Start of RECORDS SUPPLIED
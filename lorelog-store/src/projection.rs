// Copyright 2025 Lorelog (https://github.com/lorelog)
//
// This program is free software: you can redistribute it and/or modify
// it under the terms of the GNU Affero General Public License as published by
// the Free Software Foundation, either version 3 of the License, or
// (at your option) any later version.
//
// This program is distributed in the hope that it will be useful,
// but WITHOUT ANY WARRANTY; without even the implied warranty of
// MERCHANTABILITY or FITNESS FOR A PARTICULAR PURPOSE. See the
// GNU Affero General Public License for more details.
//
// You should have received a copy of the GNU Affero General Public License
// along with this program. If not, see <https://www.gnu.org/licenses/>.

//! Live state projection
//!
//! Folds the classified event stream into a mutable aggregate: current
//! location, last known resource levels, net credit movement, and the
//! active session marker. One reducer per affecting event type; types
//! without a reducer leave state unchanged.
//!
//! Reducer contract:
//! - pure in (event, prior state): no clock reads, no I/O;
//! - invalid events are never applied;
//! - an immediate duplicate delivery of the same event is a no-op, so the
//!   cumulative reducers (resources, credits) tolerate at-least-once
//!   slips from the tailer;
//! - scalar fields (location, session marker) are last-write-wins by
//!   event timestamp, not arrival time;
//! - per-key resource adjustments commute, so logically-independent event
//!   types converge regardless of arrival order.

use chrono::{DateTime, Utc};
use lorelog_core::ClassifiedEvent;
use serde::{Deserialize, Serialize};
use serde_json::{Map, Value};
use std::collections::BTreeMap;

/// Where the player currently is, as far as the journal has said.
#[derive(Debug, Clone, PartialEq, Eq, Serialize, Deserialize)]
pub struct LocationState {
    pub system: String,
    pub station: Option<String>,
    pub docked: bool,
    /// Timestamp of the event that last set this location.
    pub updated_at: DateTime<Utc>,
}

/// Marker for an in-progress play session.
#[derive(Debug, Clone, PartialEq, Eq, Serialize, Deserialize)]
pub struct SessionMarker {
    pub commander: Option<String>,
    pub started_at: DateTime<Utc>,
}

/// The mutable aggregate view. Consumers receive copy-on-read snapshots
/// via [`crate::store::LoreStore::current_state`]; only the tailer thread
/// mutates the live instance.
#[derive(Debug, Clone, Default, PartialEq, Serialize, Deserialize)]
pub struct StateProjection {
    /// Current location, if any location event has been seen.
    pub location: Option<LocationState>,
    /// Last known resource levels by name. Net of collection, consumption,
    /// transfers, and market movement; may go negative when consumption is
    /// observed without the matching acquisition.
    pub resources: BTreeMap<String, i64>,
    /// Net credit movement observed this run (bounties, missions, trade).
    pub credits_delta: i64,
    /// Active session marker; `None` outside a session.
    pub session: Option<SessionMarker>,
    /// Timestamp of the event that last changed the session marker.
    pub session_updated_at: Option<DateTime<Utc>>,
    /// Timestamp of the newest event applied.
    pub last_updated: Option<DateTime<Utc>>,
    /// Count of valid events folded in.
    pub events_applied: u64,
    /// Fingerprint of the most recently applied event, for duplicate
    /// delivery detection.
    pub last_applied_id: Option<u64>,
}

impl StateProjection {
    pub fn new() -> Self {
        Self::default()
    }

    /// Fold one classified event into the projection.
    ///
    /// Returns `true` when the event was consumed (valid and not an
    /// immediate duplicate), whether or not any reducer changed state.
    pub fn apply(&mut self, event: &ClassifiedEvent) -> bool {
        if !event.valid {
            return false;
        }
        if self.last_applied_id == Some(event.id) {
            tracing::debug!(id = event.id, event_type = %event.event_type,
                "skipping duplicate delivery");
            return false;
        }

        match event.event_type.as_str() {
            "session_start" => self.reduce_session_start(event),
            "session_end" => self.reduce_session_end(event),
            "location" | "jump" => self.reduce_location(event),
            "dock" => self.reduce_dock(event),
            "undock" => self.reduce_undock(event),
            "resource_collected" => self.adjust_resource(event, 1),
            "resource_consumed" => self.adjust_resource(event, -1),
            "cargo_transfer" => self.reduce_cargo_transfer(event),
            "market_buy" => self.reduce_market(event, true),
            "market_sell" => self.reduce_market(event, false),
            "bounty" => self.credits_delta += int(&event.key_fields, "reward"),
            "mission_completed" => self.credits_delta += int(&event.key_fields, "reward"),
            // No reducer: chat, scans, damage, mission_accepted, unknown tags.
            _ => {}
        }

        self.events_applied += 1;
        self.last_applied_id = Some(event.id);
        self.last_updated = Some(match self.last_updated {
            Some(prev) => prev.max(event.timestamp),
            None => event.timestamp,
        });
        true
    }

    fn reduce_session_start(&mut self, event: &ClassifiedEvent) {
        if self.session_is_newer_than(event.timestamp) {
            return;
        }
        self.session = Some(SessionMarker {
            commander: str_opt(&event.key_fields, "commander"),
            started_at: event.timestamp,
        });
        self.session_updated_at = Some(event.timestamp);
    }

    fn reduce_session_end(&mut self, event: &ClassifiedEvent) {
        if self.session_is_newer_than(event.timestamp) {
            return;
        }
        self.session = None;
        self.session_updated_at = Some(event.timestamp);
    }

    fn session_is_newer_than(&self, ts: DateTime<Utc>) -> bool {
        self.session_updated_at.is_some_and(|at| at > ts)
    }

    fn location_is_newer_than(&self, ts: DateTime<Utc>) -> bool {
        self.location.as_ref().is_some_and(|loc| loc.updated_at > ts)
    }

    fn reduce_location(&mut self, event: &ClassifiedEvent) {
        if self.location_is_newer_than(event.timestamp) {
            return;
        }
        let station = str_opt(&event.key_fields, "station");
        self.location = Some(LocationState {
            system: str_or(&event.key_fields, "system", "unknown"),
            docked: station.is_some(),
            station,
            updated_at: event.timestamp,
        });
    }

    fn reduce_dock(&mut self, event: &ClassifiedEvent) {
        if self.location_is_newer_than(event.timestamp) {
            return;
        }
        let system = str_opt(&event.key_fields, "system")
            .or_else(|| self.location.as_ref().map(|loc| loc.system.clone()))
            .unwrap_or_else(|| "unknown".to_string());
        self.location = Some(LocationState {
            system,
            station: str_opt(&event.key_fields, "station"),
            docked: true,
            updated_at: event.timestamp,
        });
    }

    fn reduce_undock(&mut self, event: &ClassifiedEvent) {
        if self.location_is_newer_than(event.timestamp) {
            return;
        }
        let system = str_opt(&event.key_fields, "system")
            .or_else(|| self.location.as_ref().map(|loc| loc.system.clone()))
            .unwrap_or_else(|| "unknown".to_string());
        self.location = Some(LocationState {
            system,
            station: None,
            docked: false,
            updated_at: event.timestamp,
        });
    }

    fn adjust_resource(&mut self, event: &ClassifiedEvent, sign: i64) {
        if let Some(name) = str_opt(&event.key_fields, "name") {
            let count = int(&event.key_fields, "count");
            *self.resources.entry(name).or_insert(0) += sign * count;
        }
    }

    fn reduce_cargo_transfer(&mut self, event: &ClassifiedEvent) {
        let sign = match event.key_fields.get("direction").and_then(Value::as_str) {
            Some("to_ship") => 1,
            Some("from_ship") => -1,
            other => {
                tracing::debug!(direction = ?other, "unrecognized transfer direction, ignoring");
                return;
            }
        };
        self.adjust_resource(event, sign);
    }

    fn reduce_market(&mut self, event: &ClassifiedEvent, buying: bool) {
        let count = int(&event.key_fields, "count");
        let price = event
            .key_fields
            .get("price")
            .and_then(Value::as_f64)
            .unwrap_or(0.0);
        let total = (count as f64 * price).round() as i64;
        if let Some(name) = str_opt(&event.key_fields, "name") {
            let sign = if buying { 1 } else { -1 };
            *self.resources.entry(name).or_insert(0) += sign * count;
        }
        if buying {
            self.credits_delta -= total;
        } else {
            self.credits_delta += total;
        }
    }
}

fn str_opt(fields: &Map<String, Value>, key: &str) -> Option<String> {
    fields.get(key).and_then(Value::as_str).map(str::to_string)
}

fn str_or(fields: &Map<String, Value>, key: &str, default: &str) -> String {
    str_opt(fields, key).unwrap_or_else(|| default.to_string())
}

fn int(fields: &Map<String, Value>, key: &str) -> i64 {
    fields.get(key).and_then(Value::as_i64).unwrap_or(0)
}

#[cfg(test)]
mod tests {
    use super::*;
    use lorelog_core::{classify, decode_line, RawRecord};

    fn event(line: &str) -> ClassifiedEvent {
        let raw = RawRecord::new("journal.log", 0, line.as_bytes().to_vec());
        classify(&decode_line(&raw).unwrap().unwrap())
    }

    fn ts(line: &str, secs: u32) -> String {
        line.replace("{TS}", &format!("2026-08-01T10:00:{secs:02}Z"))
    }

    #[test]
    fn test_location_follows_jumps_and_docking() {
        let mut state = StateProjection::new();
        state.apply(&event(&ts(
            r#"{"timestamp":"{TS}","event":"jump","system":"Vega","distance_ly":9.1}"#,
            1,
        )));
        state.apply(&event(&ts(
            r#"{"timestamp":"{TS}","event":"dock","station":"Obsidian Orbital"}"#,
            2,
        )));
        let loc = state.location.as_ref().unwrap();
        assert_eq!(loc.system, "Vega");
        assert_eq!(loc.station.as_deref(), Some("Obsidian Orbital"));
        assert!(loc.docked);

        state.apply(&event(&ts(
            r#"{"timestamp":"{TS}","event":"undock","station":"Obsidian Orbital"}"#,
            3,
        )));
        let loc = state.location.as_ref().unwrap();
        assert_eq!(loc.system, "Vega");
        assert!(!loc.docked);
        assert!(loc.station.is_none());
    }

    #[test]
    fn test_stale_location_event_loses_to_newer() {
        let mut state = StateProjection::new();
        state.apply(&event(&ts(
            r#"{"timestamp":"{TS}","event":"jump","system":"Sol","distance_ly":4.0}"#,
            30,
        )));
        // Arrives later but stamped earlier: last-write-wins by event time.
        state.apply(&event(&ts(
            r#"{"timestamp":"{TS}","event":"jump","system":"Vega","distance_ly":2.0}"#,
            10,
        )));
        assert_eq!(state.location.as_ref().unwrap().system, "Sol");
    }

    #[test]
    fn test_resources_accumulate_and_commute() {
        let collect = event(&ts(
            r#"{"timestamp":"{TS}","event":"resource_collected","name":"iron","count":5}"#,
            1,
        ));
        let consume = event(&ts(
            r#"{"timestamp":"{TS}","event":"resource_consumed","name":"iron","count":2}"#,
            2,
        ));

        let mut forward = StateProjection::new();
        forward.apply(&collect);
        forward.apply(&consume);

        let mut reversed = StateProjection::new();
        reversed.apply(&consume);
        reversed.apply(&collect);

        assert_eq!(forward.resources.get("iron"), Some(&3));
        assert_eq!(forward.resources, reversed.resources);
    }

    #[test]
    fn test_duplicate_delivery_is_idempotent() {
        let collect = event(&ts(
            r#"{"timestamp":"{TS}","event":"resource_collected","name":"iron","count":5}"#,
            1,
        ));
        let mut once = StateProjection::new();
        once.apply(&collect);
        let mut twice = StateProjection::new();
        twice.apply(&collect);
        assert!(!twice.apply(&collect), "immediate duplicate must be skipped");
        assert_eq!(once, twice);
    }

    #[test]
    fn test_invalid_events_are_not_applied() {
        let mut state = StateProjection::new();
        let bad = event(&ts(r#"{"timestamp":"{TS}","event":"jump","distance_ly":1.0}"#, 1));
        assert!(!bad.valid);
        assert!(!state.apply(&bad));
        assert_eq!(state, StateProjection::new());
    }

    #[test]
    fn test_market_moves_credits_and_cargo() {
        let mut state = StateProjection::new();
        state.apply(&event(&ts(
            r#"{"timestamp":"{TS}","event":"market_buy","name":"fuel","count":10,"price":25.5}"#,
            1,
        )));
        state.apply(&event(&ts(
            r#"{"timestamp":"{TS}","event":"market_sell","name":"fuel","count":4,"price":30.0}"#,
            2,
        )));
        assert_eq!(state.resources.get("fuel"), Some(&6));
        assert_eq!(state.credits_delta, -255 + 120);
    }

    #[test]
    fn test_bounty_and_mission_rewards() {
        let mut state = StateProjection::new();
        state.apply(&event(&ts(
            r#"{"timestamp":"{TS}","event":"bounty","reward":5000}"#,
            1,
        )));
        state.apply(&event(&ts(
            r#"{"timestamp":"{TS}","event":"mission_completed","mission":"Haul tea","reward":12000}"#,
            2,
        )));
        assert_eq!(state.credits_delta, 17_000);
    }

    #[test]
    fn test_session_lifecycle() {
        let mut state = StateProjection::new();
        state.apply(&event(&ts(
            r#"{"timestamp":"{TS}","event":"session_start","commander":"Ada"}"#,
            1,
        )));
        assert_eq!(
            state.session.as_ref().unwrap().commander.as_deref(),
            Some("Ada")
        );
        state.apply(&event(&ts(r#"{"timestamp":"{TS}","event":"session_end"}"#, 50)));
        assert!(state.session.is_none());

        // A stale start arriving after the end must not resurrect it.
        state.apply(&event(&ts(
            r#"{"timestamp":"{TS}","event":"session_start","commander":"Ada"}"#,
            20,
        )));
        assert!(state.session.is_none());
    }

    #[test]
    fn test_unaffecting_types_leave_state_unchanged() {
        let mut state = StateProjection::new();
        state.apply(&event(&ts(
            r#"{"timestamp":"{TS}","event":"chat","from":"Ada","text":"o7"}"#,
            1,
        )));
        assert!(state.location.is_none());
        assert!(state.resources.is_empty());
        assert_eq!(state.credits_delta, 0);
        // but the event still counts as delivered
        assert_eq!(state.events_applied, 1);
    }
}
End of RECORDS SUPPLIED
| THE TASK |
Word for word, restate the data above from its first line down to and including the line with "as published by".

| FINAL ANSWER |
filename lorelog-store/src/projection.rs
// Copyright 2025 Lorelog (https://github.com/lorelog)
//
// This program is free software: you can redistribute it and/or modify
// it under the terms of the GNU Affero General Public License as published by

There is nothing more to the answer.